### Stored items

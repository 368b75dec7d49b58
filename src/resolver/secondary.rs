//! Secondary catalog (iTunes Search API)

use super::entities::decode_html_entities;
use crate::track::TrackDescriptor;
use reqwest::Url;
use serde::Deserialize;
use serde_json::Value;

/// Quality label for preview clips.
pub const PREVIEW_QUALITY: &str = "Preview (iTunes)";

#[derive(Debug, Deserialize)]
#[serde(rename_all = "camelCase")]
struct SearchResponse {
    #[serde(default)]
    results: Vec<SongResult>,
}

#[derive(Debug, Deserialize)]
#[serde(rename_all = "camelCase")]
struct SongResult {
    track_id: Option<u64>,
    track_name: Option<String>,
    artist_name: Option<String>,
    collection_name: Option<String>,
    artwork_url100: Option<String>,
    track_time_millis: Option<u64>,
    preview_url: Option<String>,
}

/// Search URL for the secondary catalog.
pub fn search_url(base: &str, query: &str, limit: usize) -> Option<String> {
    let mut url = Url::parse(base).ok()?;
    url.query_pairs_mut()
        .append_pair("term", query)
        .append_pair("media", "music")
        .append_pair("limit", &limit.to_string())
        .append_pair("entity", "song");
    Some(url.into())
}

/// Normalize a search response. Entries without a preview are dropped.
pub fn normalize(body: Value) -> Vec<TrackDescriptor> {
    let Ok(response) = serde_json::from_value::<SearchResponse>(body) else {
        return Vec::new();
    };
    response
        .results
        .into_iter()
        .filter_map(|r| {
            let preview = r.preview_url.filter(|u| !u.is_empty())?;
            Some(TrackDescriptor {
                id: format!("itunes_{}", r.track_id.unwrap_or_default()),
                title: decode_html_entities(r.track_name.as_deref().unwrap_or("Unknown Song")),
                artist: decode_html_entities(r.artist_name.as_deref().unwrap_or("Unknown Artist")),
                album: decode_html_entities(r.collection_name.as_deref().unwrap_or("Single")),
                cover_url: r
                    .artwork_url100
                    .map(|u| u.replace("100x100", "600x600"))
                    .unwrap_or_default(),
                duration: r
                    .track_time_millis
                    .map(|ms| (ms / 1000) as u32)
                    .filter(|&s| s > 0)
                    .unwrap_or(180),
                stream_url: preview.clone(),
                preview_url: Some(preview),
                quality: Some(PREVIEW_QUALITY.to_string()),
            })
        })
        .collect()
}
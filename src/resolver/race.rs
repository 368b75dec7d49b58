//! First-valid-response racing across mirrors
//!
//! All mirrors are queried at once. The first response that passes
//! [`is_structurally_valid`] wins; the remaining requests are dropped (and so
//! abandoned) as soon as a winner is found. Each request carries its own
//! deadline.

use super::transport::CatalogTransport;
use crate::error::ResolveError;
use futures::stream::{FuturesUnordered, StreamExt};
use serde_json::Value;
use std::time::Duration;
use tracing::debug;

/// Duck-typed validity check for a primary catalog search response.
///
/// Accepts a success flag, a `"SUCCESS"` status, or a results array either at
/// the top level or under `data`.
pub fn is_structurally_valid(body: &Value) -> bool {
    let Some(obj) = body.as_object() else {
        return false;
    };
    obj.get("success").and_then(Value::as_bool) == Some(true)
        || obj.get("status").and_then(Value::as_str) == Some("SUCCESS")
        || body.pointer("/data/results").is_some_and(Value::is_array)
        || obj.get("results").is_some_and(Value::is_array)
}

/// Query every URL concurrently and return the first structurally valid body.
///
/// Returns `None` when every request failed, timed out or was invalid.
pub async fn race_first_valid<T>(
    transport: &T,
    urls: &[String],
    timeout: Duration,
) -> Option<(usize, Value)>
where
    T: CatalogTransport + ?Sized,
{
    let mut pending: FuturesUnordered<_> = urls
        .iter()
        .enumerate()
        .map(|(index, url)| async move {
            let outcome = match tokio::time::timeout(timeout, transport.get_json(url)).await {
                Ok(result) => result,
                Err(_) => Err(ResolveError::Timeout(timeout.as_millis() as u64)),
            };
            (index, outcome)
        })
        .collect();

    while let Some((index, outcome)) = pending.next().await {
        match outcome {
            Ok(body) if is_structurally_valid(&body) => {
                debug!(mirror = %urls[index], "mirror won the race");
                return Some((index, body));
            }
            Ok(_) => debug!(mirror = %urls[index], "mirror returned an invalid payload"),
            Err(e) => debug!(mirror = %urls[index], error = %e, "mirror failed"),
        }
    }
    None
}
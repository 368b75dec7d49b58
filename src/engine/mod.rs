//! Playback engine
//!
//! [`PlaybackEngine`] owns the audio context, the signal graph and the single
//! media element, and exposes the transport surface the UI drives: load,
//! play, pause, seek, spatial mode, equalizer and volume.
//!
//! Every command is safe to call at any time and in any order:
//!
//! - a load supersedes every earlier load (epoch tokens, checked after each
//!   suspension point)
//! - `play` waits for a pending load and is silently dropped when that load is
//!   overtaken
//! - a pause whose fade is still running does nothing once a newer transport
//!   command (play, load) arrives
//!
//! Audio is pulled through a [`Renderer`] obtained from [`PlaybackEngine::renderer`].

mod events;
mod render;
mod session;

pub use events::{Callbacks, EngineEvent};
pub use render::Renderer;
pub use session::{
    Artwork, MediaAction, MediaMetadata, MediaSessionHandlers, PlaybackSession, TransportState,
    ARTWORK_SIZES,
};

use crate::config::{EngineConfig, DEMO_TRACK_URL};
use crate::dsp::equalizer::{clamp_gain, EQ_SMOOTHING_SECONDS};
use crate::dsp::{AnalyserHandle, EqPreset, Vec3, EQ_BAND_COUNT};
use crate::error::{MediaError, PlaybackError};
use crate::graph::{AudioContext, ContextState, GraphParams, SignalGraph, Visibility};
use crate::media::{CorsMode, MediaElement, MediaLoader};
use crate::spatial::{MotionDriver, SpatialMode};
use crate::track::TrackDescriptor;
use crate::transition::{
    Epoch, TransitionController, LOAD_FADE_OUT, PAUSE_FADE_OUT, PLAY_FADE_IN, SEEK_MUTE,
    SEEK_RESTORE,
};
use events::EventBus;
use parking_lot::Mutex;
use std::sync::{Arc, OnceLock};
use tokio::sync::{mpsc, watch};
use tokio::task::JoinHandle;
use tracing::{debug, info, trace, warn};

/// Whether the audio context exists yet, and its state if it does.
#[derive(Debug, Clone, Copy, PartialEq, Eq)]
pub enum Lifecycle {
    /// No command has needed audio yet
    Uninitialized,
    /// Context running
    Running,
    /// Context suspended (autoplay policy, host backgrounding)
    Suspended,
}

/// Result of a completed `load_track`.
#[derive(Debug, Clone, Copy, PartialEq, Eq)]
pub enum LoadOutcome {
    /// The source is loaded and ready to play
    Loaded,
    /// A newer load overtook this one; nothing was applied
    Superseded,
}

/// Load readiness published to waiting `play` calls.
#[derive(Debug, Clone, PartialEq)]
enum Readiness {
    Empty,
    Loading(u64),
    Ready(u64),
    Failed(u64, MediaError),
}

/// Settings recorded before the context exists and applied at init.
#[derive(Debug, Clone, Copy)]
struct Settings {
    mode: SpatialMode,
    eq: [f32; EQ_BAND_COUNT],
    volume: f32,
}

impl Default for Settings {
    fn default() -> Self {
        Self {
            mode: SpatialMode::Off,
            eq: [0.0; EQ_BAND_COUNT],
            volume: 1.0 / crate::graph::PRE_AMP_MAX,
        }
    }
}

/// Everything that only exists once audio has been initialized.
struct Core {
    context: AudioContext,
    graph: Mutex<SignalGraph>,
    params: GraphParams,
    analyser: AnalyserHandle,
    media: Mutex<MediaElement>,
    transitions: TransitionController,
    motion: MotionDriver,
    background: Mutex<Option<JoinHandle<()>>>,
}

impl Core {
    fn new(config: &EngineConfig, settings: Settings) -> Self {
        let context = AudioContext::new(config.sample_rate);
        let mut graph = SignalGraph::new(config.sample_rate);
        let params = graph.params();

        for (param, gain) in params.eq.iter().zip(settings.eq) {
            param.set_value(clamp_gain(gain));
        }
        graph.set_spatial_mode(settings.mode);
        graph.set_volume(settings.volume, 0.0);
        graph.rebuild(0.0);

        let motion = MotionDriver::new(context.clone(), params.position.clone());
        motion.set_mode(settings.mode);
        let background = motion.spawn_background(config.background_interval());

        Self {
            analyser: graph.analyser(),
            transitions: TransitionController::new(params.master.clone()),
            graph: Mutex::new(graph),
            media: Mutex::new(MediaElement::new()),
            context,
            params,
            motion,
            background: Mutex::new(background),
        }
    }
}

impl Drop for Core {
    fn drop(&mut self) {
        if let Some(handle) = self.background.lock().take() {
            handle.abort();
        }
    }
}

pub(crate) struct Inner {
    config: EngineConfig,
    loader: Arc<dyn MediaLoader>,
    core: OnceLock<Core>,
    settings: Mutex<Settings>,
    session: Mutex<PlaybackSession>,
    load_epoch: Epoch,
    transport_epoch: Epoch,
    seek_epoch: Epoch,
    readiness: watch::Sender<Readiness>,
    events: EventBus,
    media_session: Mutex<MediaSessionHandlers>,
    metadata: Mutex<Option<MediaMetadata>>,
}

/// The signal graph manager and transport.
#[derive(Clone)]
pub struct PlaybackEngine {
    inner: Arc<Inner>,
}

### Work to be completed
Please filter the entries for the word "tracing" and copy the lines that have it.

### Answer section
use tracing::debug;
use tracing::{debug, info, trace, warn};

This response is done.